Pois foi a legítima livre associação que me transportou no tempo.
Fomos - Amélia & eu - comemorar aniversário de casamento no Mandrágora, outrora um dos melhores restaurantes portugueses daqui de Beagá. Cito-lhe o nome sem receio algum de ser desmentido, pois não existe mais, sumiu do mapa (não por minha culpa, juro!) e talvez ninguém se lembre dele.

O Mandrágora ficava pros lados da Savassi, próximo do local onde estávamos hoje. A região e a espera pelo prato que demorava desataram as amarras mnêmicas.

No Mandrágora, pedimos o prato mais conceituado: bacalhau gratinado ao molho branco sei-lá-de-quê e vinho, comme il faut. Seria um jantar à luz de velas, apetrecho que dá upgrade no romantismo, você sabe. Amélia estava linda, como sempre - continua linda até hoje, ao contrário do marido dela.

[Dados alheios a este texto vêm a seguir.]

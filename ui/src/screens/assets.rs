//=============================================================================
// File: src/screens/assets.rs
//=============================================================================
use api::filter;
use api::Asset;
use api::AssetFilter;
use api::AssetId;
use api::AssetView;
use api::Notification;
use api::StatusKind;
use dioxus::prelude::*;

use crate::app_state::AppState;
use crate::app_state_mut::AppStateMut;
use crate::components::asset_details::AssetDetails;
use crate::components::empty_state::EmptyState;
use crate::components::pico::{Button, ButtonType, Card, Grid, Input, Modal, Select};
use crate::components::status_badge::StatusBadge;
use crate::format::display_date;
use crate::format::or_na;
use crate::format::row_key;
use crate::Screen;

/// One row of the asset table.
#[component]
fn AssetRow(
    asset: Asset,
    on_view: EventHandler<Asset>,
    on_edit: EventHandler<AssetId>,
    on_delete: EventHandler<AssetId>,
) -> Element {
    let tag = if asset.tag.is_empty() {
        "No tag"
    } else {
        asset.tag.as_str()
    };
    let id = asset.id;

    rsx! {
        tr {
            td {
                div { strong { "{asset.name}" } }
                small { "{tag}" }
            }
            td { "{asset.category}" }
            td { StatusBadge { status: asset.status.clone() } }
            td { "{or_na(&asset.location)}" }
            td { "{display_date(asset.purchase_date.as_ref())}" }
            td {
                style: "white-space: nowrap;",
                div {
                    role: "group",
                    style: "font-size: 0.8em;",
                    Button {
                        button_type: ButtonType::Secondary,
                        outline: true,
                        on_click: {
                            let asset = asset.clone();
                            move |_| on_view.call(asset.clone())
                        },
                        "View"
                    }
                    if let Some(id) = id {
                        Button {
                            button_type: ButtonType::Secondary,
                            outline: true,
                            on_click: move |_| on_edit.call(id),
                            "Edit"
                        }
                        Button {
                            button_type: ButtonType::Contrast,
                            outline: true,
                            on_click: move |_| on_delete.call(id),
                            "Delete"
                        }
                    }
                }
            }
        }
    }
}

#[component]
pub fn AssetsScreen() -> Element {
    let app_state = use_context::<AppState>();
    let app_state_mut = use_context::<AppStateMut>();
    let mut active_screen = use_context::<Signal<Screen>>();

    let mut criteria = use_signal(AssetFilter::default);
    let mut viewing = use_signal::<Option<Asset>>(|| None);
    let mut details_open = use_signal(|| false);
    let mut refreshing = use_signal(|| false);

    let categories = use_memo(move || filter::categories(&app_state_mut.assets.read()));
    let visible = use_memo(move || {
        let criteria = criteria.read();
        criteria
            .apply(&app_state_mut.assets.read())
            .cloned()
            .collect::<Vec<_>>()
    });
    let statuses: Vec<String> = StatusKind::known().map(|kind| kind.to_string()).collect();

    let delete_asset = use_callback({
        let app_state = app_state.clone();
        move |id: AssetId| {
            let app_state = app_state.clone();
            spawn(async move {
                let _ = app_state.store.delete(id).await;
            });
        }
    });

    let refresh = move |_: MouseEvent| {
        let app_state = app_state.clone();
        spawn(async move {
            refreshing.set(true);
            if app_state.store.reload().await.is_ok() {
                app_state
                    .store
                    .view()
                    .notify(Notification::info("Inventory refreshed"));
            }
            refreshing.set(false);
        });
    };

    let title = viewing
        .read()
        .as_ref()
        .map(|asset| asset.name.clone())
        .unwrap_or_else(|| "Asset Details".to_string());

    rsx! {
        Modal {
            is_open: details_open,
            title,
            if let Some(asset) = viewing() {
                AssetDetails { asset }
            }
        }
        Card {
            div {
                style: "display: flex; justify-content: space-between; align-items: center;",
                h3 { "Assets" }
                div {
                    role: "group",
                    style: "width: auto;",
                    Button {
                        button_type: ButtonType::Secondary,
                        outline: true,
                        disabled: refreshing(),
                        on_click: refresh,
                        if refreshing() { "Refreshing..." } else { "Refresh" }
                    }
                    Button {
                        on_click: move |_| active_screen.set(Screen::AddAsset),
                        "Add Asset"
                    }
                }
            }
            Grid {
                Input {
                    label: "Search",
                    name: "search",
                    input_type: "search",
                    placeholder: "Name, tag, manufacturer, model or assignee",
                    value: criteria.read().search.clone(),
                    on_input: move |value| criteria.write().search = value,
                }
                Select {
                    label: "Category",
                    name: "category-filter",
                    value: criteria.read().category.clone(),
                    options: categories(),
                    placeholder: "All Categories",
                    on_change: move |value| criteria.write().category = value,
                }
                Select {
                    label: "Status",
                    name: "status-filter",
                    value: criteria.read().status.clone(),
                    options: statuses,
                    placeholder: "All Statuses",
                    on_change: move |value| criteria.write().status = value,
                }
            }
            if visible.read().is_empty() {
                EmptyState {
                    title: "No assets found",
                    description: if criteria.read().is_empty() {
                        "Add your first asset to start tracking your inventory.".to_string()
                    } else {
                        "No asset matches the current search and filters.".to_string()
                    },
                }
            } else {
                div {
                    style: "overflow: auto;",
                    table {
                        thead {
                            tr {
                                th { "Asset" }
                                th { "Category" }
                                th { "Status" }
                                th { "Location" }
                                th { "Purchase Date" }
                                th { style: "width: 1%;", "Actions" }
                            }
                        }
                        tbody {
                            for (index, asset) in visible.read().iter().enumerate() {
                                AssetRow {
                                    key: "{row_key(asset, index)}",
                                    asset: asset.clone(),
                                    on_view: move |asset: Asset| {
                                        viewing.set(Some(asset));
                                        details_open.set(true);
                                    },
                                    on_edit: move |id| active_screen.set(Screen::EditAsset(id)),
                                    on_delete: delete_asset,
                                }
                            }
                        }
                    }
                }
            }
        }
    }
}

Demorava o garçom, quase tanto quanto contou outro dia a Elza, mas não nos incomodava. Estávamos em plena comemoração, tínhamos tempo e não nos perderíamos em contrariedades.

O garçom, enfim, anunciou um tanto afetado: "Posso servir o jantar?". Assenti com leve mesura, como pedia a ocasião.

Delicadamente pousou sobre a mesa um belíssimo gratinado, estalando de quente. Serviu primeiro a dama que me acompanhava.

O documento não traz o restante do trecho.